One of the first geometries considered in this context was the magnetic buckyball—a spherical network of magnetic nanowires connecting nearest-neighbor vertices located at positions that correspond to the atomic structure of a C60 fullerene molecule.7–9 The buckyball’s iconic shape (“the most beautiful molecule”10) makes this geometry a natural candidate to showcase features of the new class of magnetic materials provided by 3D nanoarchitectures. This geometry combines two- and three-dimensional aspects,11 making this type of nanostructure particularly suitable to study how the properties of a two-dimensional magnetic system change with a transition toward a 3D arrangement. On the one hand, the network of magnetic nanowires forming the buckyball is organized on a two-dimensional spherical surface. On the other hand, the nanowires’ varying orientation in 3D space introduces significant qualitative changes compared to a traditional arrangement on a planar surface typical for, e.g., two-dimensional artificial spin-ice (ASI)12,13 systems.
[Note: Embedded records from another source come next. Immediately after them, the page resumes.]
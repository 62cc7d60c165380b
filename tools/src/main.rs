//! seed-runner: headless run-seed generator and validator.
//!
//! Usage:
//!   seed-runner --seed 42 --class Vanilla --db seeds.db
//!   seed-runner --import data/content/sample_content.json --db seeds.db
//!   seed-runner --db seeds.db --ipc-mode

use anyhow::Result;
use chrono::Utc;
use runseed_core::{
    catalog::ContentLibrary,
    clock::SystemClock,
    config::SeedConfig,
    error::{ErrorClass, SeedResult},
    import::ContentExport,
    run_seed::{NewRun, RunSeedService},
    store::SeedStore,
    types::{self, Seed, Tier},
    validation::{RunSubmission, RunValidator},
};
use serde::Serialize;
use std::env;
use std::io::{self, BufRead, Write};

#[derive(serde::Deserialize)]
#[serde(tag = "type", rename_all = "snake_case")]
enum IpcCommand {
    Start {
        seed: Option<Seed>,
        player_id: Option<i64>,
        device_id: Option<String>,
        max_distance: Option<u32>,
        player_class: Option<String>,
    },
    TierTracks {
        seed_id: String,
        tier: Tier,
    },
    SelectTrack {
        seed_id: String,
        tier: Tier,
        track_index: u8,
    },
    ShopItems {
        seed_id: String,
        tier: Tier,
        track_index: u8,
        shop_index: u32,
    },
    Reroll {
        seed_id: String,
        tier: Tier,
        track_index: u8,
        shop_index: u32,
        reroll_index: u32,
    },
    BossRewards {
        seed_id: String,
        tier: Tier,
    },
    Validate {
        seed_id: String,
        submission: RunSubmission,
    },
    Quit,
}

fn main() -> Result<()> {
    env_logger::init();

    let args: Vec<String> = env::args().collect();
    let seed = parse_arg(&args, "--seed", 0u64);
    let ipc_mode = args.iter().any(|a| a == "--ipc-mode");
    let db = flag_value(&args, "--db").unwrap_or(":memory:");
    let data_dir = flag_value(&args, "--data-dir").unwrap_or("./data");
    let import = flag_value(&args, "--import");
    let player_class = flag_value(&args, "--class").map(str::to_string);

    if !ipc_mode {
        println!("seed-runner");
        println!("  seed:      {}", if seed == 0 { "random".to_string() } else { seed.to_string() });
        println!("  db:        {db}");
        println!("  data_dir:  {data_dir}");
        println!();
    }

    let config = SeedConfig::load(data_dir)?;
    let store = SeedStore::open(db)?;
    store.migrate()?;

    let import_path = match import {
        Some(path) => Some(path.to_string()),
        None if store.content_versions()?.is_empty() => {
            Some(format!("{data_dir}/content/sample_content.json"))
        }
        None => None,
    };
    if let Some(path) = import_path {
        let raw = std::fs::read_to_string(&path)
            .map_err(|e| anyhow::anyhow!("Cannot read {path}: {e}"))?;
        let export = ContentExport::from_json(&raw)?;
        let outcome = store.import_content(&export, Utc::now())?;
        if !ipc_mode {
            println!("  imported:  {} ({outcome:?})", export.version);
        }
    }

    let library = store.load_library()?;
    let clock = SystemClock;
    let service = RunSeedService::new(&config, &library, &store, &clock);
    service.cache().purge_expired()?;

    if ipc_mode {
        run_ipc_loop(&service)?;
    } else {
        let run = NewRun {
            player_class,
            ..NewRun::default()
        };
        let entry = if seed == 0 {
            service.generate(&run)?
        } else {
            service.generate_with_seed(seed, &run)?
        };
        print_summary(&service, &library, &entry.seed_id)?;
    }

    Ok(())
}

fn run_ipc_loop(service: &RunSeedService<'_>) -> Result<()> {
    let stdin = io::stdin();
    let mut stdout = io::stdout();
    let mut handle = stdin.lock();
    let mut buffer = String::new();
    let validator = RunValidator::new(service);

    loop {
        buffer.clear();
        let bytes_read = handle.read_line(&mut buffer)?;
        if bytes_read == 0 {
            break; // EOF
        }
        if buffer.trim().is_empty() {
            continue;
        }

        let cmd: IpcCommand = match serde_json::from_str(&buffer) {
            Ok(c) => c,
            Err(e) => {
                let err_json = serde_json::json!({ "error": e.to_string() });
                writeln!(stdout, "{}", err_json)?;
                stdout.flush()?;
                continue;
            }
        };

        let reply = match cmd {
            IpcCommand::Quit => break,
            IpcCommand::Start {
                seed,
                player_id,
                device_id,
                max_distance,
                player_class,
            } => {
                let run = NewRun {
                    player_id,
                    device_id,
                    max_distance,
                    player_class,
                };
                let entry = match seed {
                    Some(seed) => service.generate_with_seed(seed, &run),
                    None => service.generate(&run),
                };
                respond(entry.and_then(|e| e.start_response()))?
            }
            IpcCommand::TierTracks { seed_id, tier } => {
                respond(service.get_tier_tracks(&seed_id, tier))?
            }
            IpcCommand::SelectTrack {
                seed_id,
                tier,
                track_index,
            } => respond(service.select_track(&seed_id, tier, track_index))?,
            IpcCommand::ShopItems {
                seed_id,
                tier,
                track_index,
                shop_index,
            } => respond(service.get_shop_items(&seed_id, tier, track_index, shop_index))?,
            IpcCommand::Reroll {
                seed_id,
                tier,
                track_index,
                shop_index,
                reroll_index,
            } => respond(service.reroll_shop(&seed_id, tier, track_index, shop_index, reroll_index))?,
            IpcCommand::BossRewards { seed_id, tier } => {
                respond(service.get_boss_rewards(&seed_id, tier))?
            }
            IpcCommand::Validate {
                seed_id,
                submission,
            } => respond(validator.validate(&submission, &seed_id))?,
        };
        writeln!(stdout, "{reply}")?;
        stdout.flush()?;
    }
    Ok(())
}

/// One reply line: the payload, or `{error, class}`.
fn respond<T: Serialize>(result: SeedResult<T>) -> Result<String> {
    let line = match result {
        Ok(payload) => serde_json::to_string(&payload)?,
        Err(e) => {
            let class = match e.class() {
                ErrorClass::Client => "client",
                ErrorClass::Server => "server",
            };
            log::warn!("ipc: {e}");
            serde_json::json!({ "error": e.to_string(), "class": class }).to_string()
        }
    };
    Ok(line)
}

fn print_summary(service: &RunSeedService<'_>, library: &ContentLibrary, seed_id: &str) -> Result<()> {
    let entry = service.get_seed_data(seed_id)?;

    println!("=== RUN SEED ===");
    println!("  seed_id:        {}", entry.seed_id);
    println!("  seed:           {}", entry.seed);
    println!("  player class:   {}", entry.player_class);
    println!("  content:        {}", entry.content_version);
    println!("  definitions:    {}", library.definition_count(&entry.content_version));
    println!("  expires at:     {}", entry.expires_at.to_rfc3339());
    println!("  max distance:   {}", entry.max_distance);
    println!();

    println!("=== TIERS ===");
    for tier in types::tiers() {
        for (track_index, track) in (0u8..).zip(entry.tier(tier)?) {
            let sequence = service.track_for_entry(&entry, tier, track_index)?;
            println!(
                "  tier {tier} track {track_index}: length {:>5}  shops {}  pieces {:>4}  boss {}",
                track.length,
                track.shop_count,
                sequence.pieces.len(),
                track.boss_id.as_deref().unwrap_or("-"),
            );
        }
        let rewards: Vec<&str> = entry
            .boss_rewards
            .get(&tier)
            .map(|r| r.iter().map(|b| b.id.as_str()).collect())
            .unwrap_or_default();
        println!("  tier {tier} boss rewards: {}", rewards.join(", "));
    }
    println!();

    println!("=== BOUNDS ===");
    println!("  track pieces:   {}", entry.bounds.max_track_pieces);
    println!("  coins:          {}", entry.bounds.max_coins);
    println!("  obstacles:      {}", entry.bounds.max_obstacles);
    println!("  powerups:       {}", entry.bounds.max_powerups);
    Ok(())
}

fn flag_value<'a>(args: &'a [String], flag: &str) -> Option<&'a str> {
    args.windows(2)
        .find(|w| w[0] == flag)
        .map(|w| w[1].as_str())
}

fn parse_arg<T: std::str::FromStr + Copy>(args: &[String], flag: &str, default: T) -> T {
    args.windows(2)
        .find(|w| w[0] == flag)
        .and_then(|w| w[1].parse().ok())
        .unwrap_or(default)
}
Like a two-dimensional ASI, the magnetic structure of a nanoscale buckyball architecture can display apparent spin-ice features if the magnetic nanowires of the network are sufficiently thin and elongated and if the material is magnetically soft. In that case, shape anisotropy enforces a magnetic alignment along the wires, and each nanowire represents an Ising-type macroscopic magnetic moment. Under these conditions, the magnetic buckyball can attain a quasi-continuum of nearly degenerate and frustrated magnetic states—a typical property of ASIs. These states can be characterized by the distribution of the different types of magnetic configurations developing at the intersection points (the vertices). The vertex configurations may include magnetic defect structures with Dirac-type monopole14,15 properties. A typical magnetic structure is illustrated in Fig. 1.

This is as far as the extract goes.